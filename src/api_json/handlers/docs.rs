use actix_web::{web, HttpResponse, Responder};
use serde_json::json;

use crate::api_json::{RegistroEstudiante, RegistroMateria, RegistroNota};
use crate::models::TipoNota;
use crate::store::Store;

/// GET /health
pub async fn health_handler(store: web::Data<Store>) -> impl Responder {
    HttpResponse::Ok().json(json!({"status": "ok", "store": store.backend()}))
}

/// GET /help
/// Ejemplos de cuerpos para cada endpoint.
pub async fn help_handler() -> impl Responder {
    let registro = RegistroEstudiante {
        nombre: "Fabricio".to_string(),
        apellido: "Mendoza".to_string(),
        correo: "fabricio@example.com".to_string(),
        genero: Some("M".to_string()),
        password: None,
    };
    let materia = RegistroMateria {
        uuid_estudiante: "a835d4d7-320b-43dc-92e3-05e95d56aa62".to_string(),
        nombre_materia: "Politica".to_string(),
        parc_porc: 40.0,
        asig_porc: 30.0,
        portafolio_porc: 20.0,
        semestral_porc: 10.0,
        cant_parciales: 2,
        cant_asignaciones: 4,
    };
    let nota = RegistroNota {
        uuid_estudiante: "a835d4d7-320b-43dc-92e3-05e95d56aa62".to_string(),
        nombre_materia: "politica".to_string(),
        nota: 87.0,
        tipo_nota: "parcial".to_string(),
    };
    let tipos: Vec<&str> = TipoNota::TODOS.iter().map(|t| t.as_str()).collect();

    HttpResponse::Ok().json(json!({
        "description": "API de registro de notas. Todos los endpoints de escritura y consulta son POST con cuerpo JSON.",
        "registrar_example": registro,
        "registrar_materia_example": materia,
        "registrar_nota_example": nota,
        "obtener_materias_example": {"uuid_estudiante": "a835d4d7-320b-43dc-92e3-05e95d56aa62"},
        "obtener_notas_example": {"uuid_estudiante": "a835d4d7-320b-43dc-92e3-05e95d56aa62", "nombre_materia": "POLITICA"},
        "tipos_nota": tipos,
        "note": "Los porcentajes deben sumar 100; cant_parciales 1-5, cant_asignaciones 1-30; notas 0-100."
    }))
}
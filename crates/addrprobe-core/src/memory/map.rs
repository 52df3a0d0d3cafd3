//! Region map for the simulated address space and its decoding helpers.

/// Origin of the default high region (only reachable with more than 32 address bits).
pub const HIGH_REGION_ORIGIN: u64 = 0x4_0000_0000;
/// Origin of the default low region (reachable with 32-bit addressing).
pub const LOW_REGION_ORIGIN: u64 = 0x0_0002_0000;
/// Default size in bytes of each region.
pub const DEFAULT_REGION_SIZE: u64 = 0x100;

/// Byte range mapped to RAM in the simulated address space.
#[derive(Debug, Clone, Copy, PartialEq, Eq, Hash)]
pub struct RegionDescriptor {
    /// Short display name.
    pub name: &'static str,
    /// First byte address of the region.
    pub origin: u64,
    /// Size in bytes.
    pub size: u64,
}

impl RegionDescriptor {
    /// Creates a region descriptor.
    #[must_use]
    pub const fn new(name: &'static str, origin: u64, size: u64) -> Self {
        Self { name, origin, size }
    }

    /// Returns the inclusive last byte address, or `None` for an empty region.
    #[must_use]
    pub const fn last(self) -> Option<u64> {
        if self.size == 0 {
            None
        } else {
            self.origin.checked_add(self.size - 1)
        }
    }

    /// Returns `true` when `addr` belongs to this region.
    #[must_use]
    pub const fn contains(self, addr: u64) -> bool {
        match self.last() {
            Some(last) => addr >= self.origin && addr <= last,
            None => false,
        }
    }

    /// Returns `true` when the two regions share at least one byte.
    #[must_use]
    pub const fn overlaps(self, other: Self) -> bool {
        match (self.last(), other.last()) {
            (Some(last), Some(other_last)) => self.origin <= other_last && other.origin <= last,
            _ => false,
        }
    }
}

/// Finds the region containing `addr` in `regions`.
#[must_use]
pub fn decode_region(regions: &[RegionDescriptor], addr: u64) -> Option<&RegionDescriptor> {
    regions.iter().find(|region| region.contains(addr))
}
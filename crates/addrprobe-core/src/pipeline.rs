//! Fixed four-stage pipeline: writer-high, writer-low, checker-high, checker-low.
//!
//! Stage ends are registered: every stage evaluates against the end signals of
//! the previous step, so a stage starts exactly one step after its predecessor
//! ends and at most one stage is active at a time.

use std::fmt;

use crate::traffic::{PipelineStage, TrafficChecker, TrafficWriter};
use crate::{BusTarget, DataFault, PortId, TraceSink};

/// Pipeline position of a traffic stage.
#[derive(Debug, Clone, Copy, PartialEq, Eq, PartialOrd, Ord, Hash)]
#[cfg_attr(feature = "serde", derive(serde::Deserialize, serde::Serialize))]
#[cfg_attr(feature = "serde", serde(rename_all = "kebab-case"))]
pub enum StageId {
    /// Writes the high region.
    WriterHigh,
    /// Writes the low region.
    WriterLow,
    /// Reads back the high region.
    CheckerHigh,
    /// Reads back the low region.
    CheckerLow,
}

impl StageId {
    /// Stages in pipeline order.
    pub const ORDER: [Self; 4] = [
        Self::WriterHigh,
        Self::WriterLow,
        Self::CheckerHigh,
        Self::CheckerLow,
    ];

    /// Checker stages in pipeline order.
    pub const CHECKERS: [Self; 2] = [Self::CheckerHigh, Self::CheckerLow];

    /// Position in [`StageId::ORDER`].
    #[must_use]
    pub const fn index(self) -> usize {
        match self {
            Self::WriterHigh => 0,
            Self::WriterLow => 1,
            Self::CheckerHigh => 2,
            Self::CheckerLow => 3,
        }
    }

    /// Interconnect master port. High and low pairs sit on adjacent ports.
    #[must_use]
    pub const fn port(self) -> PortId {
        match self {
            Self::WriterHigh => PortId(0),
            Self::CheckerHigh => PortId(1),
            Self::WriterLow => PortId(2),
            Self::CheckerLow => PortId(3),
        }
    }

    /// Bracketed banner prefixed to diagnostics.
    #[must_use]
    pub const fn banner(self) -> &'static str {
        match self {
            Self::WriterHigh => "[Writer High]",
            Self::WriterLow => "[Writer Low]",
            Self::CheckerHigh => "[Checker High]",
            Self::CheckerLow => "[Checker Low]",
        }
    }

    /// Kebab-case name.
    #[must_use]
    pub const fn name(self) -> &'static str {
        match self {
            Self::WriterHigh => "writer-high",
            Self::WriterLow => "writer-low",
            Self::CheckerHigh => "checker-high",
            Self::CheckerLow => "checker-low",
        }
    }

    /// Returns `true` for read-back stages.
    #[must_use]
    pub const fn is_checker(self) -> bool {
        matches!(self, Self::CheckerHigh | Self::CheckerLow)
    }

    /// Stage started by this stage's end, if any.
    #[must_use]
    pub const fn next(self) -> Option<Self> {
        match self {
            Self::WriterHigh => Some(Self::WriterLow),
            Self::WriterLow => Some(Self::CheckerHigh),
            Self::CheckerHigh => Some(Self::CheckerLow),
            Self::CheckerLow => None,
        }
    }
}

impl fmt::Display for StageId {
    fn fmt(&self, f: &mut fmt::Formatter<'_>) -> fmt::Result {
        f.write_str(self.name())
    }
}

/// Orchestrator control state.
#[derive(Debug, Clone, Copy, PartialEq, Eq, Hash, Default)]
pub enum OrchestratorState {
    /// Pulses writer-high's start on the next step.
    #[default]
    Reset,
    /// Run mode: chains ends into starts until checker-low ends.
    WaitCompletion,
}

/// Owns and wires the four pipeline stages.
///
/// One pipeline pass per orchestrator; it never returns to
/// [`OrchestratorState::Reset`] by itself.
#[derive(Debug)]
pub struct Orchestrator {
    state: OrchestratorState,
    writers: [TrafficWriter; 2],
    checkers: [TrafficChecker; 2],
    ends: [bool; 4],
    start_pulses: [u32; 4],
    done: bool,
}

impl Orchestrator {
    /// Wires `[high, low]` writers and `[high, low]` checkers into a pipeline.
    #[must_use]
    pub fn new(writers: [TrafficWriter; 2], checkers: [TrafficChecker; 2]) -> Self {
        debug_assert_eq!(writers[0].id(), StageId::WriterHigh);
        debug_assert_eq!(writers[1].id(), StageId::WriterLow);
        debug_assert_eq!(checkers[0].id(), StageId::CheckerHigh);
        debug_assert_eq!(checkers[1].id(), StageId::CheckerLow);
        Self {
            state: OrchestratorState::Reset,
            writers,
            checkers,
            ends: [false; 4],
            start_pulses: [0; 4],
            done: false,
        }
    }

    /// Evaluates one synchronous step of every stage.
    ///
    /// Returns `true` on the step checker-low ends (overall done).
    pub fn step(&mut self, target: &mut dyn BusTarget, sink: &mut dyn TraceSink) -> bool {
        let run_mode = self.state == OrchestratorState::WaitCompletion;
        let starts = [
            self.state == OrchestratorState::Reset,
            run_mode && self.ends[0],
            run_mode && self.ends[1],
            run_mode && self.ends[2],
        ];
        self.state = OrchestratorState::WaitCompletion;

        let mut ends = [false; 4];
        for stage in StageId::ORDER {
            let index = stage.index();
            if starts[index] {
                self.start_pulses[index] = self.start_pulses[index].saturating_add(1);
            }
            ends[index] = self.stage_mut(stage).step(starts[index], target, sink);
        }
        self.ends = ends;

        let done = ends[StageId::CheckerLow.index()];
        self.done |= done;
        done
    }

    /// Control state.
    #[must_use]
    pub const fn state(&self) -> OrchestratorState {
        self.state
    }

    /// Returns `true` once checker-low has ended.
    #[must_use]
    pub const fn is_done(&self) -> bool {
        self.done
    }

    /// Returns `true` when `stage` ended on the last step.
    #[must_use]
    pub const fn ended(&self, stage: StageId) -> bool {
        self.ends[stage.index()]
    }

    /// Start pulses delivered to `stage` so far.
    #[must_use]
    pub const fn start_pulses(&self, stage: StageId) -> u32 {
        self.start_pulses[stage.index()]
    }

    /// The stage currently running, if any.
    #[must_use]
    pub fn active_stage(&self) -> Option<StageId> {
        StageId::ORDER
            .into_iter()
            .find(|stage| !self.stage(*stage).is_idle())
    }

    /// Number of stages not idle. Zero or one in a correctly wired pipeline.
    #[must_use]
    pub fn active_count(&self) -> usize {
        StageId::ORDER
            .into_iter()
            .filter(|stage| !self.stage(*stage).is_idle())
            .count()
    }

    /// Latched fault of each checker, in pipeline order.
    #[must_use]
    pub fn checker_latches(&self) -> [(StageId, Option<DataFault>); 2] {
        StageId::CHECKERS.map(|stage| (stage, self.checker(stage).latch().fault()))
    }

    /// Writer at `stage`; checker positions map to the writer of the same region.
    #[must_use]
    pub const fn writer(&self, stage: StageId) -> &TrafficWriter {
        match stage {
            StageId::WriterHigh | StageId::CheckerHigh => &self.writers[0],
            StageId::WriterLow | StageId::CheckerLow => &self.writers[1],
        }
    }

    /// Checker at `stage`; writer positions map to the checker of the same region.
    #[must_use]
    pub const fn checker(&self, stage: StageId) -> &TrafficChecker {
        match stage {
            StageId::WriterHigh | StageId::CheckerHigh => &self.checkers[0],
            StageId::WriterLow | StageId::CheckerLow => &self.checkers[1],
        }
    }

    /// Stage at `id` as a trait object.
    #[must_use]
    pub fn stage(&self, id: StageId) -> &dyn PipelineStage {
        if id.is_checker() {
            self.checker(id)
        } else {
            self.writer(id)
        }
    }

    fn stage_mut(&mut self, id: StageId) -> &mut dyn PipelineStage {
        match id {
            StageId::WriterHigh => &mut self.writers[0],
            StageId::WriterLow => &mut self.writers[1],
            StageId::CheckerHigh => &mut self.checkers[0],
            StageId::CheckerLow => &mut self.checkers[1],
        }
    }

    /// External reset of the whole pipeline, including checker latches.
    pub fn reset(&mut self) {
        for stage in StageId::ORDER {
            self.stage_mut(stage).reset();
        }
        self.state = OrchestratorState::Reset;
        self.ends = [false; 4];
        self.start_pulses = [0; 4];
        self.done = false;
    }
}
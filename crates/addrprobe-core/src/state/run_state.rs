use crate::TransferSession;

/// Cursor through one transfer session.
///
/// Owned by exactly one writer or checker. Rebuilt from the session every time
/// the owning stage leaves `Idle`, so a restarted stage replays the identical
/// address/value sequence.
#[derive(Debug, Clone, Copy, PartialEq, Eq, Hash)]
#[cfg_attr(feature = "serde", derive(serde::Deserialize, serde::Serialize))]
pub struct RunningState {
    /// Bus address of the transfer in flight.
    pub current_address: u64,
    /// Data value expected at `current_address`.
    pub current_value: u32,
    /// Transfers not yet completed, including the one in flight.
    pub transfers_remaining: u64,
}

impl RunningState {
    /// Returns the initial cursor of `session`.
    #[must_use]
    pub const fn from_session(session: &TransferSession) -> Self {
        Self {
            current_address: session.initial_address(),
            current_value: session.seed(),
            transfers_remaining: session.transfer_count(),
        }
    }

    /// Steps past the transfer that just completed.
    ///
    /// The termination predicate is evaluated on the completed address before
    /// the cursor moves. Returns `true` when that transfer was the last one.
    /// The data value wraps at 32 bits.
    #[allow(clippy::missing_const_for_fn)]
    pub fn advance(&mut self, session: &TransferSession) -> bool {
        let finished = session.is_final(self.current_address);
        self.current_address = self.current_address.wrapping_add(session.increment());
        self.current_value = self.current_value.wrapping_add(1);
        self.transfers_remaining = self.transfers_remaining.saturating_sub(1);
        finished
    }
}
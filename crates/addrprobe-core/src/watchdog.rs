//! Bounded failure termination after a checker latches a mismatch.

use crate::{ConfigError, DataFault, DiagnosticRecord, StageId, Termination, TraceEvent, TraceSink};

#[derive(Debug, Clone, Copy, PartialEq, Eq)]
struct Armed {
    cycle: u64,
    stage: StageId,
    fault: DataFault,
}

/// Observer over every checker latch.
///
/// On the first step any latch is seen set, the watchdog emits a
/// [`TraceEvent::DataError`] diagnostic and arms. Exactly `window` steps later
/// it reports [`Termination::WatchdogTimeout`], whatever the pipeline is doing.
#[derive(Debug, Clone)]
pub struct Watchdog {
    window: u64,
    address_width: u32,
    armed: Option<Armed>,
    fired: bool,
}

impl Watchdog {
    /// Creates a disarmed watchdog.
    ///
    /// # Errors
    ///
    /// Returns [`ConfigError::ZeroWatchdogWindow`] when `window` is zero.
    pub const fn new(window: u64, address_width: u32) -> Result<Self, ConfigError> {
        if window == 0 {
            return Err(ConfigError::ZeroWatchdogWindow);
        }
        Ok(Self {
            window,
            address_width,
            armed: None,
            fired: false,
        })
    }

    /// Delay window in steps.
    #[must_use]
    pub const fn window(&self) -> u64 {
        self.window
    }

    /// Returns `true` once a latch has been observed.
    #[must_use]
    pub const fn is_armed(&self) -> bool {
        self.armed.is_some()
    }

    /// Step on which the watchdog armed.
    #[must_use]
    pub fn armed_at(&self) -> Option<u64> {
        self.armed.map(|armed| armed.cycle)
    }

    /// Step on which termination will be forced.
    #[must_use]
    pub fn deadline(&self) -> Option<u64> {
        self.armed
            .map(|armed| armed.cycle.saturating_add(self.window))
    }

    /// Observes the checker latches at the end of step `cycle`.
    ///
    /// Returns the termination on the single step it is due.
    pub fn observe(
        &mut self,
        cycle: u64,
        latches: &[(StageId, Option<DataFault>)],
        sink: &mut dyn TraceSink,
    ) -> Option<Termination> {
        if self.armed.is_none() {
            let (stage, fault) = latches
                .iter()
                .find_map(|(stage, fault)| fault.map(|fault| (*stage, fault)))?;
            sink.on_event(TraceEvent::DataError(DiagnosticRecord::new(
                stage,
                fault,
                self.address_width,
            )));
            self.armed = Some(Armed {
                cycle,
                stage,
                fault,
            });
        }

        let armed = self.armed?;
        if self.fired || cycle < armed.cycle.saturating_add(self.window) {
            return None;
        }
        self.fired = true;
        Some(Termination::WatchdogTimeout {
            stage: armed.stage,
            fault: armed.fault,
        })
    }

    /// Disarms the watchdog.
    pub fn reset(&mut self) {
        self.armed = None;
        self.fired = false;
    }
}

..............................

WHAT THE TASK ASKS —
Would you please return all lines from the listing above that contain "OrchestratorState"?

RESULT FOR THIS EXERCISE —
pub enum OrchestratorState {
/// [`OrchestratorState::Reset`] by itself.
    state: OrchestratorState,
            state: OrchestratorState::Reset,
        let run_mode = self.state == OrchestratorState::WaitCompletion;
            self.state == OrchestratorState::Reset,
        self.state = OrchestratorState::WaitCompletion;
    pub const fn state(&self) -> OrchestratorState {
        self.state = OrchestratorState::Reset;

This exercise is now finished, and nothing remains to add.